I want to think it's the result of conservative side's lack of better options.


----------



## Psycho (Nov 27, 2010)

Danchou said:


> lol, Sarah Palin. The fact that she's still this popular in conservative circles despite her clear lack of knowledge, common sense and intelligence is a scary thought.



to be fair, i think the correct term for her main audience is "uneducated WASPs"


----------



## Captain America (Nov 27, 2010)

Wow, she said that.


----------



## Sky is Over (Nov 27, 2010)

Well look at that, maybe Mr.
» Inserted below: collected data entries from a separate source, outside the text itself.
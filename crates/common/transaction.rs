use crate::header::{BlockHash, BlockNumber};
use bytes::Bytes;
use ethereum_types::{Address, Signature, H256, U256};
use photon_crypto::keccak::keccak_hash;
use photon_rlp::decode::RLPDecode;
use photon_rlp::encode::RLPEncode;
use photon_rlp::error::RLPDecodeError;
use photon_rlp::structs::{Decoder, Encoder};

pub type TxHash = H256;

/// A transaction as tracked by the light client. Fields mirror a legacy
/// (pre-EIP-1559) signed transaction, since the chain being tracked is
/// account-based with proof-of-work-style semantics rather than a
/// fee-market upgrade.
#[derive(Debug, Clone, PartialEq, Eq)]
pub struct Transaction {
    pub from: Address,
    pub to: Option<Address>,
    pub value: U256,
    pub gas: u64,
    pub gas_price: U256,
    pub nonce: u64,
    pub data: Bytes,
    pub signature: Signature,
    pub status: TxStatus,
}

impl Transaction {
    /// Keccak256 over the signed fields (nonce, gasPrice, gas, to, value,
    /// data, v, r, s) — the transaction's content-addressed identity.
    pub fn hash(&self) -> TxHash {
        let mut buf = Vec::new();
        self.encode_signed_fields(&mut buf);
        H256(keccak_hash(&buf))
    }

    fn encode_signed_fields(&self, buf: &mut dyn bytes::BufMut) {
        // `to` follows the standard convention: an empty byte string means
        // contract creation, a 20-byte string an address. A trailing
        // optional field wouldn't work here since three more fields follow.
        let to_bytes: &[u8] = self.to.as_ref().map_or(&[], |addr| addr.as_bytes());
        Encoder::new(buf)
            .encode_field(&self.nonce)
            .encode_field(&self.gas_price)
            .encode_field(&self.gas)
            .encode_bytes(to_bytes)
            .encode_field(&self.value)
            .encode_field(&self.data)
            .encode_field(&self.signature)
            .finish();
    }
}

impl RLPEncode for Transaction {
    fn encode(&self, buf: &mut dyn bytes::BufMut) {
        self.encode_signed_fields(buf);
    }
}

impl RLPDecode for Transaction {
    fn decode_unfinished(rlp: &[u8]) -> Result<(Self, &[u8]), RLPDecodeError> {
        let decoder = Decoder::new(rlp)?;
        let (nonce, decoder) = decoder.decode_field("nonce")?;
        let (gas_price, decoder) = decoder.decode_field("gas_price")?;
        let (gas, decoder) = decoder.decode_field("gas")?;
        let (to_bytes, decoder) = decoder.decode_field::<Bytes>("to")?;
        let to = if to_bytes.is_empty() {
            None
        } else if to_bytes.len() == 20 {
            Some(Address::from_slice(&to_bytes))
        } else {
            return Err(RLPDecodeError::malformed_data());
        };
        let (value, decoder) = decoder.decode_field("value")?;
        let (data, decoder) = decoder.decode_field("data")?;
        let (signature, decoder) = decoder.decode_field("signature")?;
        let remaining = decoder.finish()?;

        // Wire transactions carry no sender field: the signer is recovered
        // from the signature once verification is in scope. Until then the
        // light client only round-trips what a peer actually sends.
        let tx = Transaction {
            from: Address::zero(),
            to,
            value,
            gas,
            gas_price,
            nonce,
            data,
            signature,
            status: TxStatus::Submitted,
        };
        Ok((tx, remaining))
    }
}

/// The stored, terminal-aware status of a tracked transaction.
///
/// `Unknown` deliberately has no variant here: it is a status the peer can
/// send over the wire, but the state machine in `photon-chain` remaps it
/// to the transaction's prior status before it is ever stored (see
/// [`ReceivedTxStatus`]).
#[derive(Debug, Clone, PartialEq, Eq)]
pub enum TxStatus {
    Created,
    Signed,
    Submitted,
    Queued,
    Pending,
    Included {
        block_hash: BlockHash,
        block_number: BlockNumber,
        tx_index: u64,
        gas_used: u64,
    },
    Errored {
        reason: String,
    },
}

impl TxStatus {
    pub fn is_terminal_error(&self) -> bool {
        matches!(self, TxStatus::Errored { .. })
    }
}

/// A transaction status as received from a peer's GetTxStatuses response,
/// before the BCS engine's state-machine normalization in section 4.4.6.
#[derive(Debug, Clone, PartialEq, Eq)]
pub enum ReceivedTxStatus {
    Unknown,
    Queued,
    Pending,
    Included {
        block_hash: BlockHash,
        block_number: BlockNumber,
        tx_index: u64,
        gas_used: u64,
    },
    Errored {
        reason: String,
    },
}

const RECEIVED_UNKNOWN: u8 = 0;
const RECEIVED_QUEUED: u8 = 1;
const RECEIVED_PENDING: u8 = 2;
const RECEIVED_INCLUDED: u8 = 3;
const RECEIVED_ERRORED: u8 = 4;

impl RLPEncode for ReceivedTxStatus {
    fn encode(&self, buf: &mut dyn bytes::BufMut) {
        match self {
            ReceivedTxStatus::Unknown => {
                Encoder::new(buf).encode_field(&RECEIVED_UNKNOWN).finish();
            }
            ReceivedTxStatus::Queued => {
                Encoder::new(buf).encode_field(&RECEIVED_QUEUED).finish();
            }
            ReceivedTxStatus::Pending => {
                Encoder::new(buf).encode_field(&RECEIVED_PENDING).finish();
            }
            ReceivedTxStatus::Included {
                block_hash,
                block_number,
                tx_index,
                gas_used,
            } => {
                Encoder::new(buf)
                    .encode_field(&RECEIVED_INCLUDED)
                    .encode_field(block_hash)
                    .encode_field(block_number)
                    .encode_field(tx_index)
                    .encode_field(gas_used)
                    .finish();
            }
            ReceivedTxStatus::Errored { reason } => {
                Encoder::new(buf)
                    .encode_field(&RECEIVED_ERRORED)
                    .encode_field(reason)
                    .finish();
            }
        }
    }
}

impl RLPDecode for ReceivedTxStatus {
    fn decode_unfinished(rlp: &[u8]) -> Result<(Self, &[u8]), RLPDecodeError> {
        let decoder = Decoder::new(rlp)?;
        let (kind, decoder): (u8, _) = decoder.decode_field("kind")?;
        match kind {
            RECEIVED_UNKNOWN => Ok((ReceivedTxStatus::Unknown, decoder.finish()?)),
            RECEIVED_QUEUED => Ok((ReceivedTxStatus::Queued, decoder.finish()?)),
            RECEIVED_PENDING => Ok((ReceivedTxStatus::Pending, decoder.finish()?)),
            RECEIVED_INCLUDED => {
                let (block_hash, decoder) = decoder.decode_field("block_hash")?;
                let (block_number, decoder) = decoder.decode_field("block_number")?;
                let (tx_index, decoder) = decoder.decode_field("tx_index")?;
                let (gas_used, decoder) = decoder.decode_field("gas_used")?;
                let remaining = decoder.finish()?;
                Ok((
                    ReceivedTxStatus::Included {
                        block_hash,
                        block_number,
                        tx_index,
                        gas_used,
                    },
                    remaining,
                ))
            }
            RECEIVED_ERRORED => {
                let (reason, decoder) = decoder.decode_field("reason")?;
                let remaining = decoder.finish()?;
                Ok((ReceivedTxStatus::Errored { reason }, remaining))
            }
            _ => Err(RLPDecodeError::malformed_data()),
        }
    }
}

#[cfg(test)]
mod tests {
    use super::*;

    #[test]
    fn transaction_hash_is_stable() {
        let tx = Transaction {
            from: Address::repeat_byte(1),
            to: Some(Address::repeat_byte(2)),
            value: U256::from(100u64),
            gas: 21_000,
            gas_price: U256::from(1_000_000_000u64),
            nonce: 7,
            data: Bytes::new(),
            signature: Signature::zero(),
            status: TxStatus::Submitted,
        };
        assert_eq!(tx.hash(), tx.hash());
    }

    #[test]
    fn received_status_roundtrip_included() {
        let status = ReceivedTxStatus::Included {
            block_hash: H256::repeat_byte(0x9),
            block_number: 42,
            tx_index: 3,
            gas_used: 21_000,
        };
        let mut buf = Vec::new();
        status.encode(&mut buf);
        let (decoded, rest) = ReceivedTxStatus::decode_unfinished(&buf).unwrap();
        assert!(rest.is_empty());
        assert_eq!(decoded, status);
    }

    #[test]
    fn received_status_roundtrip_unknown() {
        let mut buf = Vec::new();
        ReceivedTxStatus::Unknown.encode(&mut buf);
        let (decoded, _) = ReceivedTxStatus::decode_unfinished(&buf).unwrap();
        assert_eq!(decoded, ReceivedTxStatus::Unknown);
    }
}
Beck might make a better political candidate?


----------



## Shɑnɑ (Nov 27, 2010)

Adagio said:


> And there are some people who after this will still see her as a believable candidate.
> Thats just really really sad.



Everyone one has an opinion or point of view, there really isn't anything wrong with that, sometime stupidity wins the majority something I learned in '08


----------



## TenshiNeko (Nov 27, 2010)

> It is unclear whether Palin is talking about sanctions against North Korea, or U.S. sanctioning -- i.e. approving or supporting -- its actions.
> 
> Palin continued: *"Obviously, we gotta stand with our North Korean allies,"* when Beck interrupted and corrected her to say "South Korea."
> 
> *"And we're also bound by prudence to stand with our South Korean allies, *yes," she responded.



How can anyone say this was a simple gaffe? The woman is a total airhead. She didn't correct her mistake when it was pointed out to her, she ADDED the correct country. She didn't say, _"Oh excuse me, I meant South Korea"_.  No. She said _"We must stand with our N Korean allies AND our S Korean allies."_ Made herself sound even more brainless.


----------



## Degelle (Nov 27, 2010)

TenshiNeko said:


> How can anyone say this was a simple gaffe?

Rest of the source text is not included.